Work request -
For the records below, report how many lines include the word "LevelFilter". Only the number should appear.

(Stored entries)

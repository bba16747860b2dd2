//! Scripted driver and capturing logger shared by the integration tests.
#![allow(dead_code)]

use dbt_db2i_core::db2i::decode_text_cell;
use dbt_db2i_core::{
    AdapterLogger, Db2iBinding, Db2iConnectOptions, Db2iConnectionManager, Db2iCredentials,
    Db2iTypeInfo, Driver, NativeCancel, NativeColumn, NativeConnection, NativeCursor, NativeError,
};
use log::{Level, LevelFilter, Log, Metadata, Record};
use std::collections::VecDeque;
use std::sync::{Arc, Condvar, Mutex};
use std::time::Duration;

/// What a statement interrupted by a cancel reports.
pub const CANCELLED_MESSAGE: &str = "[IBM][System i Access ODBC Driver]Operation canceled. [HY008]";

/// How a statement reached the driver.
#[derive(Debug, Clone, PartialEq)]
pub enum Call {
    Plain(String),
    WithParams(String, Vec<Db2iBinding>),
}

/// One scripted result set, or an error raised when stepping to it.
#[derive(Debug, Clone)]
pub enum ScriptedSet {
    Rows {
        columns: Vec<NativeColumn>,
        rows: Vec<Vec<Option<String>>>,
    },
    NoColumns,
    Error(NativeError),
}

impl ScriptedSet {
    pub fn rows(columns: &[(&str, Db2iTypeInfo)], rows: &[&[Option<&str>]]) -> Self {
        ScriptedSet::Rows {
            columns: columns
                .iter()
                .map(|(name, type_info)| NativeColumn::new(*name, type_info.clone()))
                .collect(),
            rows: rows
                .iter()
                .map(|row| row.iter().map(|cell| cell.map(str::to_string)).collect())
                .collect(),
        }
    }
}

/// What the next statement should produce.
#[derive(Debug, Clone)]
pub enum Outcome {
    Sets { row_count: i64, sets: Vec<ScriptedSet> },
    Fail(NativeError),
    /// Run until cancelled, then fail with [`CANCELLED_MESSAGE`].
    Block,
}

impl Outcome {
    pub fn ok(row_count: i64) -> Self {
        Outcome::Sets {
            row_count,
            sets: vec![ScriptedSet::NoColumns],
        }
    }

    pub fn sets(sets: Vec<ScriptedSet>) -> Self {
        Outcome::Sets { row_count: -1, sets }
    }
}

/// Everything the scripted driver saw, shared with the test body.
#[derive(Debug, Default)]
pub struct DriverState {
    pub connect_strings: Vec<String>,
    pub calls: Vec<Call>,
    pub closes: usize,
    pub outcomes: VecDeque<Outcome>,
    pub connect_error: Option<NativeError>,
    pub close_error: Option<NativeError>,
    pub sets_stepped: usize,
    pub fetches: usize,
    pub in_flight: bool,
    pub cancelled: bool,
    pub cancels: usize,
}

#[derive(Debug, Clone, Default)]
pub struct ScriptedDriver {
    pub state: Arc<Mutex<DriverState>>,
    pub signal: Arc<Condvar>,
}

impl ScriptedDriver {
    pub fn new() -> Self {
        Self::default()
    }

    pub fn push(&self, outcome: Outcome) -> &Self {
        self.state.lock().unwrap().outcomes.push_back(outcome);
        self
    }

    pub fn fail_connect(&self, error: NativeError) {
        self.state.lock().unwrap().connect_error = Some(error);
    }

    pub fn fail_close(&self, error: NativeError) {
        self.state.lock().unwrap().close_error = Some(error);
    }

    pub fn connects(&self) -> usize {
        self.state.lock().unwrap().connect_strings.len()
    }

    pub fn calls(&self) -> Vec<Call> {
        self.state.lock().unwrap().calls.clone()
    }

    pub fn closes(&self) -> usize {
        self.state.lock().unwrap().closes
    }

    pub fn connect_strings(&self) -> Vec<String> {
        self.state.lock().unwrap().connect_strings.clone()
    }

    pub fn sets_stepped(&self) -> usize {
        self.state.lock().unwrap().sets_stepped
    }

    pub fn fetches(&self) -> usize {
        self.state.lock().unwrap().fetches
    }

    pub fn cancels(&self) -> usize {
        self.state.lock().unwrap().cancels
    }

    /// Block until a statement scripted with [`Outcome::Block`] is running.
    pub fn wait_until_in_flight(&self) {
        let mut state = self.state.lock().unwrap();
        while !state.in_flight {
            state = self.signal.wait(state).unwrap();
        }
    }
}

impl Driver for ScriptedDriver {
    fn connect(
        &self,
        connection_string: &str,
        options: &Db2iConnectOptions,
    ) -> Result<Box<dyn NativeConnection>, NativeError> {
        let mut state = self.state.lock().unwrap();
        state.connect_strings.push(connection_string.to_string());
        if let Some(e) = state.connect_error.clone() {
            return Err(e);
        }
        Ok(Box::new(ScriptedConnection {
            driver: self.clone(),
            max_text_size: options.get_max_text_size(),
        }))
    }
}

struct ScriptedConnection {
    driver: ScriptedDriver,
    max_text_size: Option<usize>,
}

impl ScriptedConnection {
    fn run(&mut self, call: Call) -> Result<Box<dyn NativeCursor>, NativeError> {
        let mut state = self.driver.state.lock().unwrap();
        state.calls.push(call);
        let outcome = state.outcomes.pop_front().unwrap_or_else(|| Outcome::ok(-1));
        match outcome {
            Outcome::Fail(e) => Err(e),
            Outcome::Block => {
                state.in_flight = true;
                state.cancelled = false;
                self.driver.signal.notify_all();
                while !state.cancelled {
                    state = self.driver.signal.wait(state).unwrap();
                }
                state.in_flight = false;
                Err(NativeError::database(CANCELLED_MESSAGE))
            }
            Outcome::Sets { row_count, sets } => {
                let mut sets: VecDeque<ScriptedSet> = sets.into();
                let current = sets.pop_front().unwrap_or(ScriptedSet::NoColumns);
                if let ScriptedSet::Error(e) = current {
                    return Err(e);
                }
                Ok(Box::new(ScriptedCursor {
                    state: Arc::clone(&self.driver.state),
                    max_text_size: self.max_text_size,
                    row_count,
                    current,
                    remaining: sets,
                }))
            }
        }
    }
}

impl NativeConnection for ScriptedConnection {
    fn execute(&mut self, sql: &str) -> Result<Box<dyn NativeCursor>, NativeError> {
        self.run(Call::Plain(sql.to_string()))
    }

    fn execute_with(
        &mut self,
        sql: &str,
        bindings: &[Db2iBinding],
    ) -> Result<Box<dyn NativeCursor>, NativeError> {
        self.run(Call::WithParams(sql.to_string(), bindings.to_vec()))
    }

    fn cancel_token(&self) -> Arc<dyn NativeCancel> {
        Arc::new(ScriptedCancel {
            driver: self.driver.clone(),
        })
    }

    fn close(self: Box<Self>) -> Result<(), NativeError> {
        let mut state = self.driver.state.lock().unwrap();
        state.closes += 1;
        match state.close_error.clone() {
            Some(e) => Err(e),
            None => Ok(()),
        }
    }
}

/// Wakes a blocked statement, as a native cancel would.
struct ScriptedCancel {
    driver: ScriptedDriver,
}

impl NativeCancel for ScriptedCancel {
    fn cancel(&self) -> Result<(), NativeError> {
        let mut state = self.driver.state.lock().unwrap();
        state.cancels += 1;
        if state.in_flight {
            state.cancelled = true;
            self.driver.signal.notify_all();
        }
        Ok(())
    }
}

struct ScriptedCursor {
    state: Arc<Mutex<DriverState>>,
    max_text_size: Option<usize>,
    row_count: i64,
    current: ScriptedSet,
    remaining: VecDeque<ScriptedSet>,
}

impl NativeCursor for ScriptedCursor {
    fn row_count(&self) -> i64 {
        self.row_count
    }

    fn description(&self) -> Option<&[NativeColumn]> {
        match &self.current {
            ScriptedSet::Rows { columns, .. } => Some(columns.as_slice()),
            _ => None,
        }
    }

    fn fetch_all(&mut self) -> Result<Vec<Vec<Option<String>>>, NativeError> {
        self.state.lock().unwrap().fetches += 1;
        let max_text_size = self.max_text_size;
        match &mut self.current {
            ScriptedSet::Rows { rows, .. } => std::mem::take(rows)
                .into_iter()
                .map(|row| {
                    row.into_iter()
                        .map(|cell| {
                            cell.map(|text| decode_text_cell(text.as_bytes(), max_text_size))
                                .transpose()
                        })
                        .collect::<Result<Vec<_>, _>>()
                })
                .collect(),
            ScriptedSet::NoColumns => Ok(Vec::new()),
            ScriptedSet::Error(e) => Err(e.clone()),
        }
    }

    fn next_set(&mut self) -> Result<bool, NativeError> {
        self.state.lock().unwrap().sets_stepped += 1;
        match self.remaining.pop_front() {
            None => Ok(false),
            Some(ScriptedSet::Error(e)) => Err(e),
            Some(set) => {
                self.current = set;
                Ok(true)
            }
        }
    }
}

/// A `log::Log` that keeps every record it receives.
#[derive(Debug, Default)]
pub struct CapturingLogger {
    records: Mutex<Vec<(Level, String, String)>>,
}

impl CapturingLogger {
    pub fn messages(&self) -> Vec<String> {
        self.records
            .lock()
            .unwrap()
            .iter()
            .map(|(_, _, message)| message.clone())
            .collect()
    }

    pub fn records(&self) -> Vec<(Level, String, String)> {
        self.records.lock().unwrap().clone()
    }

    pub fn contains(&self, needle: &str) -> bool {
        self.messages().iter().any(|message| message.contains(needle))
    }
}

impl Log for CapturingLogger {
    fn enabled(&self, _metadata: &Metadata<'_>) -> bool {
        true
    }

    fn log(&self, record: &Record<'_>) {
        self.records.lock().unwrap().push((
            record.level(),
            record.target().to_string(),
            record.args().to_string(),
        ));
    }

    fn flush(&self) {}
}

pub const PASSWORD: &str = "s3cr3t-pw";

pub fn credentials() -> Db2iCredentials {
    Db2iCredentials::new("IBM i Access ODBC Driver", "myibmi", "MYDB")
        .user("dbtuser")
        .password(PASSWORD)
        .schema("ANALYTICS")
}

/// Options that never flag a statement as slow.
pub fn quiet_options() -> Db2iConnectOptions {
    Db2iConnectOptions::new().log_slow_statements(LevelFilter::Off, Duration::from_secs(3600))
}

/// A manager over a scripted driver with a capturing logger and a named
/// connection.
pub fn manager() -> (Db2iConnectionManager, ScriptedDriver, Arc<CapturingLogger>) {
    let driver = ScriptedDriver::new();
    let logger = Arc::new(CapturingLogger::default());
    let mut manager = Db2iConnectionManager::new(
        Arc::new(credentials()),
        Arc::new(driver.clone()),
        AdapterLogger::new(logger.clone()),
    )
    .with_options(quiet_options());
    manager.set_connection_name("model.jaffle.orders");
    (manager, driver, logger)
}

==

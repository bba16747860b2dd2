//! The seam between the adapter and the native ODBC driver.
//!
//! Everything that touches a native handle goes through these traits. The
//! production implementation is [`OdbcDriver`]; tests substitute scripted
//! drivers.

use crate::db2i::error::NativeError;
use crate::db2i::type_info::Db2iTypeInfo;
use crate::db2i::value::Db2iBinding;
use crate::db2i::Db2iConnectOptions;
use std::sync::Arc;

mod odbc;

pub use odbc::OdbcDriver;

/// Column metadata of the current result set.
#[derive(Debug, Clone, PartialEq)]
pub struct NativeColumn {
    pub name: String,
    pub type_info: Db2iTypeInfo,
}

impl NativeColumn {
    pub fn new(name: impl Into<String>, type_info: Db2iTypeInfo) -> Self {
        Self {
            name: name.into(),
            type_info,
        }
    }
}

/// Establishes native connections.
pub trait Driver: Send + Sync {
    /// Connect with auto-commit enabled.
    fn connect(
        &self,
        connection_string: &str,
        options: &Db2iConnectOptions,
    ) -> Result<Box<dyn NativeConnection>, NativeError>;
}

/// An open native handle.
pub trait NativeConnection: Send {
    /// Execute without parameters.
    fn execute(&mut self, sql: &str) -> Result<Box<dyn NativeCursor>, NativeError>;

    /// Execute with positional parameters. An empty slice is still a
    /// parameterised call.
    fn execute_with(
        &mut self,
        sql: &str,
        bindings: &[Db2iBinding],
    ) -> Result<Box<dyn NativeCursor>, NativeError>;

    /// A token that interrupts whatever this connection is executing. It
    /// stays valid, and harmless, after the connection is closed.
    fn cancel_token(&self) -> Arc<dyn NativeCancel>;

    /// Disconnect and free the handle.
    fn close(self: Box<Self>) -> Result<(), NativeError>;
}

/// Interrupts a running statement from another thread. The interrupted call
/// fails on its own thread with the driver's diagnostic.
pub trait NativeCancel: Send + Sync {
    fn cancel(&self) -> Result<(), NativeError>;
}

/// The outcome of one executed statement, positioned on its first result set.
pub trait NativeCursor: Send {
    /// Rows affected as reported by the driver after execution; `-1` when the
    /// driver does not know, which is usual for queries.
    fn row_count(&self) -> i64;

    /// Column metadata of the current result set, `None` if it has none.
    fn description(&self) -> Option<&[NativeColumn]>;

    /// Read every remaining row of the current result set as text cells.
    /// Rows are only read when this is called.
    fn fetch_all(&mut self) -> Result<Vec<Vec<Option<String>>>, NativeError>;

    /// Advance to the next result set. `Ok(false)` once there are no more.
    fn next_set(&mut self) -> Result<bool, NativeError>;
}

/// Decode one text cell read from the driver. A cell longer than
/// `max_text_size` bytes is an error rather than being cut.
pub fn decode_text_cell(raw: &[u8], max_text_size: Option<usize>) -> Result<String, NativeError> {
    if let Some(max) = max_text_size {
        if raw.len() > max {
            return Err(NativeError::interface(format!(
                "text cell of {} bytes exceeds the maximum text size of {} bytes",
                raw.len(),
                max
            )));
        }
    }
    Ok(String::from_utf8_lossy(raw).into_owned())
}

Output -
2